Data to examine >>
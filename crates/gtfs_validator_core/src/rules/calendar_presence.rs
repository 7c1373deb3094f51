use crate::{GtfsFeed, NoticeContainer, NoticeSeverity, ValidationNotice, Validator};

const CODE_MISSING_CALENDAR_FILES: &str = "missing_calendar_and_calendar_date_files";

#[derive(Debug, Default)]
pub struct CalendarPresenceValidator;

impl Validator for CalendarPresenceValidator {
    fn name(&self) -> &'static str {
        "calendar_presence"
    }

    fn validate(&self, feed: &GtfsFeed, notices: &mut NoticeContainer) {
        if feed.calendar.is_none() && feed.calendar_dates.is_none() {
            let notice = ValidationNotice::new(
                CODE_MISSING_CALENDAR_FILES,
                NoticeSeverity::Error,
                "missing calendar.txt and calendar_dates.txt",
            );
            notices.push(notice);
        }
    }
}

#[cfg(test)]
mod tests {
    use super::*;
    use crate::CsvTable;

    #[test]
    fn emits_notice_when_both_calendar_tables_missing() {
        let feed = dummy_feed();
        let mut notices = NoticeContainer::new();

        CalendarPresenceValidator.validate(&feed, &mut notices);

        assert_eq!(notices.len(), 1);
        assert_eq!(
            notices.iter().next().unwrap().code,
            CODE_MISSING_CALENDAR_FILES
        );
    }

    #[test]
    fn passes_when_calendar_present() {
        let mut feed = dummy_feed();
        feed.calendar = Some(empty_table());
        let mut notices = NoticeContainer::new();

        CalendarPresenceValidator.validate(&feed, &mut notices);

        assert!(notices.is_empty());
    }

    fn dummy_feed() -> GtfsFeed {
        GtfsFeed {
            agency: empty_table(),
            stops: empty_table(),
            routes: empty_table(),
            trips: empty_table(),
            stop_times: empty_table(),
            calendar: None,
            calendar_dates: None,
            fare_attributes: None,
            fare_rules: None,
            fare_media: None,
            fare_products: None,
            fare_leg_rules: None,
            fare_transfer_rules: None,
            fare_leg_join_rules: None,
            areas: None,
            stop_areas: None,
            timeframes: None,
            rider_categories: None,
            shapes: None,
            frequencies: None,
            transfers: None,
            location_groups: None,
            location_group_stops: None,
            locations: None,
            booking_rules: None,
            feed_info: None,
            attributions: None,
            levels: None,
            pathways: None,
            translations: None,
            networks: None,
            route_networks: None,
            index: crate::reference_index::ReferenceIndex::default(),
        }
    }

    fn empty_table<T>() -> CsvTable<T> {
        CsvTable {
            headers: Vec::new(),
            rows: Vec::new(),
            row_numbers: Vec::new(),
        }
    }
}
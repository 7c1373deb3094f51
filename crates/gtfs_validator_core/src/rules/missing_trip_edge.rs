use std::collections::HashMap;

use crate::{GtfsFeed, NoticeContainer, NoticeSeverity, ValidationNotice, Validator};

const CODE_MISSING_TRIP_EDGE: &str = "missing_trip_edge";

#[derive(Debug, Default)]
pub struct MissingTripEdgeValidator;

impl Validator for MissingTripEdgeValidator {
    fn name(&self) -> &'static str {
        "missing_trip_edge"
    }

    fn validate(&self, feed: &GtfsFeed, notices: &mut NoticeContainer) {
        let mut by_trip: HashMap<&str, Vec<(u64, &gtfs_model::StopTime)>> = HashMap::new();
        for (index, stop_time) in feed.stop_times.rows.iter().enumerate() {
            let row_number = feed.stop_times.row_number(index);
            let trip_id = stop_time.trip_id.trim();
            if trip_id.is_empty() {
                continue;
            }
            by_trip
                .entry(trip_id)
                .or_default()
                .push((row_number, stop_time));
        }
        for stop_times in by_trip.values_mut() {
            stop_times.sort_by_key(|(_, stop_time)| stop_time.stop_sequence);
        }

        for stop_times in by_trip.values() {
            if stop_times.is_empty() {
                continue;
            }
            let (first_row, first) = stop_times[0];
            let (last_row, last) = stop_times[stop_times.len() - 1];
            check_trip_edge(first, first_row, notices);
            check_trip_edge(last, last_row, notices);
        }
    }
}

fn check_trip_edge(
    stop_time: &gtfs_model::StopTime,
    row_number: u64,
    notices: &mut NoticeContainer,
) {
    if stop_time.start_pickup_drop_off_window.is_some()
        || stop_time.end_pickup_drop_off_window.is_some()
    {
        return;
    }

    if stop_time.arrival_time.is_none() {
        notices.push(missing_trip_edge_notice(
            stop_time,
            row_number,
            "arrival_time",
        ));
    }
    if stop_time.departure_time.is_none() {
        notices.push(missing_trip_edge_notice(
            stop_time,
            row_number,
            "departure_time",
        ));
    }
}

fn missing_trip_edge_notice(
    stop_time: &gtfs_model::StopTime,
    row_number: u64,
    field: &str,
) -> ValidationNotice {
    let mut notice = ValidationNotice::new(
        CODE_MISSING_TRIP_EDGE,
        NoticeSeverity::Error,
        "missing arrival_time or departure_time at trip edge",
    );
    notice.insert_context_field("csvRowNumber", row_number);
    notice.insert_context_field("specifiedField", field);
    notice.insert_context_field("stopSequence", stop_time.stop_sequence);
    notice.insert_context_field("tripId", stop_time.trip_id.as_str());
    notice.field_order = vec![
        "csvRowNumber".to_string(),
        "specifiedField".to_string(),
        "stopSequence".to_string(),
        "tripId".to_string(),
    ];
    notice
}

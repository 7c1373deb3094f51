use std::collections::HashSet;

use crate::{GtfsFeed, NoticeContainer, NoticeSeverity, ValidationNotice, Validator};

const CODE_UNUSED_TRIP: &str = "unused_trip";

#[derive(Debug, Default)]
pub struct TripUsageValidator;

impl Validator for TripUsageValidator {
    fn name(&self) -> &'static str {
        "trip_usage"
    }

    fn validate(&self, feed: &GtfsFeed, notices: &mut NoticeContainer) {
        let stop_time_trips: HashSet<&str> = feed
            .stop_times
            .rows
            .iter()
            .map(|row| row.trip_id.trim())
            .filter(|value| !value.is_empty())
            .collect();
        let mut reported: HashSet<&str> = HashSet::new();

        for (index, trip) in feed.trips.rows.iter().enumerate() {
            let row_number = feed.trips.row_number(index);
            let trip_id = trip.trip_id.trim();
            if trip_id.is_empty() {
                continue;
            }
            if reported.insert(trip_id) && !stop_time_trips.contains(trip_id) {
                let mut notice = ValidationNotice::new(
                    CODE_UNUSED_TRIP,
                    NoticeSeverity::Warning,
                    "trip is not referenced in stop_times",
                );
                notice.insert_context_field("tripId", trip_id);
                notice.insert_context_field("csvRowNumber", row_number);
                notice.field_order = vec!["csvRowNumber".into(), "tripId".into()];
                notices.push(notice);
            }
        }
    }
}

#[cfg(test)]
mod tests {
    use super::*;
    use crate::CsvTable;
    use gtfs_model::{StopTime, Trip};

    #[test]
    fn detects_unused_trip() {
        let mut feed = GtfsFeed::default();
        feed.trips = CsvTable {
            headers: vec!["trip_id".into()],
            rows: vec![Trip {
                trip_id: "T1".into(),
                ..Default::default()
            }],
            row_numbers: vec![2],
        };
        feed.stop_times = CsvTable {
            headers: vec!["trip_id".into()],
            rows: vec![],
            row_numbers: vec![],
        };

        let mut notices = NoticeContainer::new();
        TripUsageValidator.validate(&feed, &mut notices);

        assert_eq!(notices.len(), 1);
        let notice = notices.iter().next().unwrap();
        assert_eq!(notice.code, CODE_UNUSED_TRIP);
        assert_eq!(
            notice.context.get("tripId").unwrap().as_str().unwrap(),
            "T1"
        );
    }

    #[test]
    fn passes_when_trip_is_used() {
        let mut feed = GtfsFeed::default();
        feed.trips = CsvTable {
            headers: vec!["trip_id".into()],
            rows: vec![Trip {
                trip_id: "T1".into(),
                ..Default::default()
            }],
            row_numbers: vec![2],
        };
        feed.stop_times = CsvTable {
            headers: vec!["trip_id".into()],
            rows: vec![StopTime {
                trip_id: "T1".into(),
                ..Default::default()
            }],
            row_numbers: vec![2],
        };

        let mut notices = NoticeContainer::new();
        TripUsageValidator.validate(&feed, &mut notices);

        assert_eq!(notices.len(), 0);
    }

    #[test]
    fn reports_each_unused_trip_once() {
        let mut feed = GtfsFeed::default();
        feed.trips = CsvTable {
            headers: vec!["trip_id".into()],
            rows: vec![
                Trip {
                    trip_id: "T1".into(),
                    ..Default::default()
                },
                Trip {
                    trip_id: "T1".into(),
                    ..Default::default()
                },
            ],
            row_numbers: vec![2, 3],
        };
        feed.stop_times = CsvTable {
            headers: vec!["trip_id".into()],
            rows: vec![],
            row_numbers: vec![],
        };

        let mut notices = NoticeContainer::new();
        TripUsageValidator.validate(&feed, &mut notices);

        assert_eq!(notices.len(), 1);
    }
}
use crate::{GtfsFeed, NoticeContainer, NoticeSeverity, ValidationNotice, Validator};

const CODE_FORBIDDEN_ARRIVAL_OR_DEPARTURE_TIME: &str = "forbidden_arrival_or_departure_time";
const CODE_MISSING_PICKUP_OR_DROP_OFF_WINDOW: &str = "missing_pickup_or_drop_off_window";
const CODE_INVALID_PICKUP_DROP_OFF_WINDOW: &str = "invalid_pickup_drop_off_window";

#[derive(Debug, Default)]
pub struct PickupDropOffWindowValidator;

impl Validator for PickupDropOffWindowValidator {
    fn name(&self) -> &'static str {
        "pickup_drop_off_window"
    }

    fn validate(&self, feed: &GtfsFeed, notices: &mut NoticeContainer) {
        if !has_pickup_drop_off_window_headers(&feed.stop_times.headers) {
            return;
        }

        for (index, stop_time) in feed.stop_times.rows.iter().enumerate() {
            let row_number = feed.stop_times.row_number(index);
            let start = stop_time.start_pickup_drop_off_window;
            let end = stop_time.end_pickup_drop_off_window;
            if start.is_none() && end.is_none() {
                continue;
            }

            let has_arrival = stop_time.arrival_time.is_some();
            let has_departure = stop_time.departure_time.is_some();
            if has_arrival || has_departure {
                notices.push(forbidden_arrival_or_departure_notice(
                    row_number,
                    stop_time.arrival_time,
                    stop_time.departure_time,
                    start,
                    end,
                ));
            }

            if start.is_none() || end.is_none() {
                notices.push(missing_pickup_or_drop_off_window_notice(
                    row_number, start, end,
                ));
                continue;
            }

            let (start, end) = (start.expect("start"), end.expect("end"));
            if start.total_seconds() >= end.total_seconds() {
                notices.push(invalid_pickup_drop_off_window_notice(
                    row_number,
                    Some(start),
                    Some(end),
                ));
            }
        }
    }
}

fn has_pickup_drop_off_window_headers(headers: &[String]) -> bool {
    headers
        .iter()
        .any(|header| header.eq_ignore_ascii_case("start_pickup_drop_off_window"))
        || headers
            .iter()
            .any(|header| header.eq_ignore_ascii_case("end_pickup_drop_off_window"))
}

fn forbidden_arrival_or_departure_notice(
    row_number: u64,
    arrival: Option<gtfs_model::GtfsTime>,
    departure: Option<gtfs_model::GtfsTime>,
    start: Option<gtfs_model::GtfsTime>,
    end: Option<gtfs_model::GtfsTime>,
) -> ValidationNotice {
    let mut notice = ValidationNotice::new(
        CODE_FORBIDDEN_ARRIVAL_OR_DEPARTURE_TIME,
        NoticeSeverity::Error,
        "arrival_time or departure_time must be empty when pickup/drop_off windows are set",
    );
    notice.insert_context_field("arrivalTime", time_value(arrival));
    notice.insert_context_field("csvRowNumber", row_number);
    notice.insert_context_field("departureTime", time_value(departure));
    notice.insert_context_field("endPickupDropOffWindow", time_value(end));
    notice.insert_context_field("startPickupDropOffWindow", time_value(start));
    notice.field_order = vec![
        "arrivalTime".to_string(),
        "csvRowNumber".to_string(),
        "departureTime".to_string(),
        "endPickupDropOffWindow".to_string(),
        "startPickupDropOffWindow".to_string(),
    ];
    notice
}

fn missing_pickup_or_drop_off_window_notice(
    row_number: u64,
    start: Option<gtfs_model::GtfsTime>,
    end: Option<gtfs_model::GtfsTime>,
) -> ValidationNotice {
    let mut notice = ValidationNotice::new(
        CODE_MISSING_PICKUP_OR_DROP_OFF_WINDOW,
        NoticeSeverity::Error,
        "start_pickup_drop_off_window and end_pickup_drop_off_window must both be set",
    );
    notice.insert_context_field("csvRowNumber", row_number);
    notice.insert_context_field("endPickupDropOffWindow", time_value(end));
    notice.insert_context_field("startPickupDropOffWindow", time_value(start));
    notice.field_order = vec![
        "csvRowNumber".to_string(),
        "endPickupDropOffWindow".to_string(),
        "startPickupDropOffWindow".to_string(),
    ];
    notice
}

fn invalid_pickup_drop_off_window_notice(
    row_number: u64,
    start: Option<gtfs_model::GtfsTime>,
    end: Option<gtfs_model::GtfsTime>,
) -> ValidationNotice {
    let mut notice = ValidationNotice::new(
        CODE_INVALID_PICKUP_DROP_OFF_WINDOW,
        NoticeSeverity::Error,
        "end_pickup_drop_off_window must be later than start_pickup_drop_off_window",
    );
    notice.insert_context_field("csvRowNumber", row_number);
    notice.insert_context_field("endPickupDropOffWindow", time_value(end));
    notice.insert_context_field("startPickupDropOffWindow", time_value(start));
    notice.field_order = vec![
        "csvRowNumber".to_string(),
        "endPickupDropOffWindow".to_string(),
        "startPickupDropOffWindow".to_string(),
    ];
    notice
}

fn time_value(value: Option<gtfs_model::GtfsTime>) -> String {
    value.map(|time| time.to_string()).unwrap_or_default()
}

Prompt >> Only an exact copy of the listing above, from its first line up to and including the line with "pub struct CalendarPresenceValidator;", counts as the answer.

Problem solution >>
filename crates/gtfs_validator_core/src/rules/calendar_presence.rs
repository 7c1373deb3094f51
use crate::{GtfsFeed, NoticeContainer, NoticeSeverity, ValidationNotice, Validator};

const CODE_MISSING_CALENDAR_FILES: &str = "missing_calendar_and_calendar_date_files";

#[derive(Debug, Default)]
pub struct CalendarPresenceValidator;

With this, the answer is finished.